//! Compiled transition table.
//!
//! The table is a pure function of the declaration list. It holds two
//! indices: the events allowed from each state, and the transition for each
//! `(event, state)` pair.
//!
//! Duplicate keys follow a last-declaration-wins policy: when two declarations
//! share an `(event, from)` pair, the later one replaces the earlier entry and
//! the earlier one is unreachable, callbacks included.

use super::transition::Transition;
use crate::builder::BuildError;
use crate::core::{Callback, Event, Guard, Identifier, Payload, State};
use std::collections::HashMap;
use std::fmt;
use std::sync::Arc;

/// One compiled `(event, from) -> to` entry.
pub struct TransitionEntry<S, E, C, A = (), R = ()> {
    pub(crate) from: S,
    pub(crate) event: E,
    pub(crate) to: S,
    pub(crate) guard: Guard<S, E, C, A, R>,
    pub(crate) on_enter: Option<Callback<S, E, C, A, R>>,
    pub(crate) on_exit: Option<Callback<S, E, C, A, R>>,
    pub(crate) declared_at: usize,
}

impl<S, E, C, A, R> TransitionEntry<S, E, C, A, R> {
    /// Source state of this entry.
    pub fn from(&self) -> &S {
        &self.from
    }

    /// Event that fires this entry.
    pub fn event(&self) -> &E {
        &self.event
    }

    /// Target state.
    pub fn to(&self) -> &S {
        &self.to
    }

    /// Position of the winning declaration in the declaration list.
    pub fn declared_at(&self) -> usize {
        self.declared_at
    }
}

impl<S: fmt::Debug, E: fmt::Debug, C, A, R> fmt::Debug for TransitionEntry<S, E, C, A, R> {
    fn fmt(&self, f: &mut fmt::Formatter<'_>) -> fmt::Result {
        f.debug_struct("TransitionEntry")
            .field("from", &self.from)
            .field("event", &self.event)
            .field("to", &self.to)
            .field("declared_at", &self.declared_at)
            .finish_non_exhaustive()
    }
}

/// Indices compiled from a declaration list.
pub struct TransitionTable<S, E, C, A = (), R = ()> {
    allowed_events: HashMap<S, Vec<E>>,
    entries: HashMap<(E, S), Arc<TransitionEntry<S, E, C, A, R>>>,
}

impl<S, E, C, A, R> TransitionTable<S, E, C, A, R>
where
    S: State,
    E: Event,
    C: Send + 'static,
    A: Payload,
    R: Payload,
{
    /// Compile a declaration list.
    ///
    /// Fails when the list is empty or a declaration names no source state.
    pub fn build(transitions: &[Transition<S, E, C, A, R>]) -> Result<Self, BuildError> {
        if transitions.is_empty() {
            return Err(BuildError::NoTransitions);
        }

        let mut allowed_events: HashMap<S, Vec<E>> = HashMap::new();
        let mut entries = HashMap::new();

        for (index, transition) in transitions.iter().enumerate() {
            if transition.from.is_empty() {
                return Err(BuildError::EmptySources { index });
            }

            let guard = transition.guard.clone().unwrap_or_else(Guard::always);

            for from in &transition.from {
                let events = allowed_events.entry(from.clone()).or_default();
                if !events.contains(&transition.event) {
                    events.push(transition.event.clone());
                }

                let entry = Arc::new(TransitionEntry {
                    from: from.clone(),
                    event: transition.event.clone(),
                    to: transition.to.clone(),
                    guard: guard.clone(),
                    on_enter: transition.on_enter.clone(),
                    on_exit: transition.on_exit.clone(),
                    declared_at: index,
                });

                let key = (transition.event.clone(), from.clone());
                if let Some(shadowed) = entries.insert(key, entry) {
                    tracing::trace!(
                        event = %transition.event.name(),
                        from = %from.name(),
                        shadowed = shadowed.declared_at,
                        winner = index,
                        "later declaration replaces earlier transition"
                    );
                }
            }
        }

        Ok(Self {
            allowed_events,
            entries,
        })
    }
}

impl<S, E, C, A, R> TransitionTable<S, E, C, A, R>
where
    S: Identifier,
    E: Identifier,
{
    /// Events declared from `state`, in first-declaration order.
    pub fn allowed_events(&self, state: &S) -> &[E] {
        self.allowed_events
            .get(state)
            .map(Vec::as_slice)
            .unwrap_or(&[])
    }

    /// Whether `event` is declared from `state`.
    pub fn allows(&self, state: &S, event: &E) -> bool {
        self.allowed_events(state).contains(event)
    }

    /// The transition that fires for `event` in `state`, if any.
    pub fn lookup(&self, event: &E, state: &S) -> Option<Arc<TransitionEntry<S, E, C, A, R>>> {
        self.entries
            .get(&(event.clone(), state.clone()))
            .map(Arc::clone)
    }

    /// States with at least one outgoing event.
    pub fn sources(&self) -> impl Iterator<Item = &S> {
        self.allowed_events.keys()
    }

    /// Number of `(event, state)` entries after expansion and shadowing.
    pub fn len(&self) -> usize {
        self.entries.len()
    }

    /// Whether the table has no entries.
    pub fn is_empty(&self) -> bool {
        self.entries.is_empty()
    }
}

impl<S, E, C, A, R> fmt::Debug for TransitionTable<S, E, C, A, R> {
    fn fmt(&self, f: &mut fmt::Formatter<'_>) -> fmt::Result {
        f.debug_struct("TransitionTable")
            .field("entries", &self.entries.len())
            .finish_non_exhaustive()
    }
}
//! Checkpoint and resume functionality for state machines.
//!
//! A [`Snapshot`] captures the active state and the context value of a
//! machine. Transition declarations and callbacks are code, not data, and are
//! never serialized: a host restores a snapshot by declaring the same
//! transitions again on a [`StateMachineBuilder`](crate::builder::StateMachineBuilder)
//! and calling [`restore`](crate::builder::StateMachineBuilder::restore).
//!
//! Saving after every transition is done with an after-exit hook:
//!
//! ```rust
//! use smoothstate::builder::{t, StateMachineBuilder};
//! use smoothstate::checkpoint::Snapshot;
//! use smoothstate::core::{Callback, Scope};
//! use smoothstate::effects::StateMachine;
//! use std::sync::{Arc, Mutex};
//!
//! type Store = Arc<Mutex<Vec<String>>>;
//! type Loader = StateMachine<String, String, u32, (), Store>;
//!
//! # let rt = tokio::runtime::Builder::new_current_thread().enable_all().build().unwrap();
//! # rt.block_on(async {
//! let store = Store::default();
//! let save = Callback::from_fn(|scope: Scope<String, String, u32, (), Store>| async move {
//!     let json = scope.machine.snapshot().await.to_json()?;
//!     scope.receiver.lock().unwrap().push(json);
//!     Ok::<(), anyhow::Error>(())
//! });
//!
//! let machine: Loader = StateMachineBuilder::with_receiver(0, store.clone())
//!     .initial("idle".to_string())
//!     .transition(t("idle".to_string(), "fetch".to_string(), "pending".to_string()))
//!     .after_exit(save)
//!     .build()
//!     .unwrap();
//! machine.fire("fetch".to_string()).await.unwrap();
//!
//! let saved = store.lock().unwrap().pop().unwrap();
//! let snapshot: Snapshot<String, u32> = Snapshot::from_json(&saved).unwrap();
//! assert_eq!(snapshot.state, "pending");
//! # });
//! ```

use crate::core::{Event, Payload, State};
use crate::effects::StateMachine;
use chrono::{DateTime, Utc};
use serde::de::DeserializeOwned;
use serde::{Deserialize, Serialize};
use uuid::Uuid;

pub mod error;

pub use error::CheckpointError;

/// Version identifier for the snapshot format.
pub const SNAPSHOT_VERSION: u32 = 1;

/// Serializable `(state, context)` pair of a machine.
#[derive(Clone, Debug, PartialEq, Serialize, Deserialize)]
pub struct Snapshot<S, C> {
    /// Snapshot format version
    pub version: u32,

    /// Unique snapshot identifier
    pub id: Uuid,

    /// Id of the machine the snapshot was taken from
    pub machine_id: String,

    /// When the snapshot was taken
    pub taken_at: DateTime<Utc>,

    /// Active state at the time of the snapshot
    pub state: S,

    /// Context value at the time of the snapshot
    pub context: C,
}

impl<S, C> Snapshot<S, C> {
    /// Fresh snapshot with a new id and the current time.
    pub fn new(machine_id: impl Into<String>, state: S, context: C) -> Self {
        Self {
            version: SNAPSHOT_VERSION,
            id: Uuid::new_v4(),
            machine_id: machine_id.into(),
            taken_at: Utc::now(),
            state,
            context,
        }
    }

    /// Reject snapshots this version cannot restore.
    pub fn validate(&self) -> Result<(), CheckpointError> {
        if self.version != SNAPSHOT_VERSION {
            return Err(CheckpointError::UnsupportedVersion {
                found: self.version,
                supported: SNAPSHOT_VERSION,
            });
        }
        if self.machine_id.is_empty() {
            return Err(CheckpointError::ValidationFailed("machine id is empty".to_string()));
        }
        Ok(())
    }
}

impl<S: Serialize, C: Serialize> Snapshot<S, C> {
    /// Serialize to pretty-printed JSON.
    pub fn to_json(&self) -> Result<String, CheckpointError> {
        serde_json::to_string_pretty(self)
            .map_err(|e| CheckpointError::SerializationFailed(e.to_string()))
    }

    /// Serialize to the compact binary format.
    pub fn to_bytes(&self) -> Result<Vec<u8>, CheckpointError> {
        bincode::serialize(self).map_err(|e| CheckpointError::SerializationFailed(e.to_string()))
    }
}

impl<S: DeserializeOwned, C: DeserializeOwned> Snapshot<S, C> {
    /// Deserialize from JSON and validate.
    pub fn from_json(json: &str) -> Result<Self, CheckpointError> {
        let snapshot: Self = serde_json::from_str(json)
            .map_err(|e| CheckpointError::DeserializationFailed(e.to_string()))?;
        snapshot.validate()?;
        Ok(snapshot)
    }

    /// Deserialize from the binary format and validate.
    pub fn from_bytes(bytes: &[u8]) -> Result<Self, CheckpointError> {
        let snapshot: Self = bincode::deserialize(bytes)
            .map_err(|e| CheckpointError::DeserializationFailed(e.to_string()))?;
        snapshot.validate()?;
        Ok(snapshot)
    }
}

impl<S, E, C, A, R> StateMachine<S, E, C, A, R>
where
    S: State,
    E: Event,
    C: Clone + Send + 'static,
    A: Payload,
    R: Payload,
{
    /// Capture the current state and a copy of the context.
    pub async fn snapshot(&self) -> Snapshot<S, C> {
        let context = self.context().lock().await.clone();
        let snapshot = Snapshot::new(self.id(), self.current(), context);
        tracing::trace!(machine = %self.id(), snapshot = %snapshot.id, "snapshot taken");
        snapshot
    }
}

#[cfg(test)]
mod tests {
    use super::*;
    use crate::builder::{t, StateMachineBuilder};

    crate::state_enum! {
        enum Door {
            Open = "open",
            Closed = "closed",
        }
    }

    #[derive(Clone, Debug, Default, PartialEq, Serialize, Deserialize)]
    struct Usage {
        closes: u32,
    }

    #[test]
    fn json_round_trip_preserves_fields() {
        let snapshot = Snapshot::new("door", Door::Closed, Usage { closes: 4 });

        let json = snapshot.to_json().unwrap();
        assert!(json.contains("\"closed\""));

        let restored: Snapshot<Door, Usage> = Snapshot::from_json(&json).unwrap();
        assert_eq!(restored, snapshot);
    }

    #[test]
    fn binary_round_trip_preserves_fields() {
        let snapshot = Snapshot::new("door", Door::Open, Usage { closes: 1 });

        let bytes = snapshot.to_bytes().unwrap();
        let restored: Snapshot<Door, Usage> = Snapshot::from_bytes(&bytes).unwrap();

        assert_eq!(restored, snapshot);
    }

    #[test]
    fn rejects_future_versions() {
        let mut snapshot = Snapshot::new("door", Door::Open, Usage::default());
        snapshot.version = SNAPSHOT_VERSION + 1;
        let json = snapshot.to_json().unwrap();

        let result = Snapshot::<Door, Usage>::from_json(&json);

        assert!(matches!(
            result,
            Err(CheckpointError::UnsupportedVersion { found: 2, supported: 1 })
        ));
    }

    #[test]
    fn rejects_garbage() {
        let result = Snapshot::<Door, Usage>::from_json("{\"version\": 1");
        assert!(matches!(result, Err(CheckpointError::DeserializationFailed(_))));

        let result = Snapshot::<Door, Usage>::from_bytes(&[1, 2, 3]);
        assert!(matches!(result, Err(CheckpointError::DeserializationFailed(_))));
    }

    #[test]
    fn rejects_anonymous_snapshots() {
        let snapshot = Snapshot::new("", Door::Open, Usage::default());
        assert!(matches!(snapshot.validate(), Err(CheckpointError::ValidationFailed(_))));
    }

    #[tokio::test]
    async fn snapshot_captures_state_and_context_copy() {
        let machine: StateMachine<Door, &'static str, Usage> = StateMachineBuilder::new()
            .id("front door")
            .initial(Door::Open)
            .transition(t(Door::Open, "close", Door::Closed).on_enter(crate::core::Callback::new(
                |usage: &mut Usage, _: &()| usage.closes += 1,
            )))
            .build()
            .unwrap();
        machine.fire("close").await.unwrap();

        let snapshot = machine.snapshot().await;
        machine.context().lock().await.closes = 10;

        assert_eq!(snapshot.machine_id, "front door");
        assert_eq!(snapshot.state, Door::Closed);
        assert_eq!(snapshot.context, Usage { closes: 1 });
        assert_eq!(snapshot.version, SNAPSHOT_VERSION);
    }
}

= EXERCISE PROMPT =
State how many lines of the listing include the word "contains". Reply with the number alone.

= SOLUTION FOR THIS PROBLEM =
3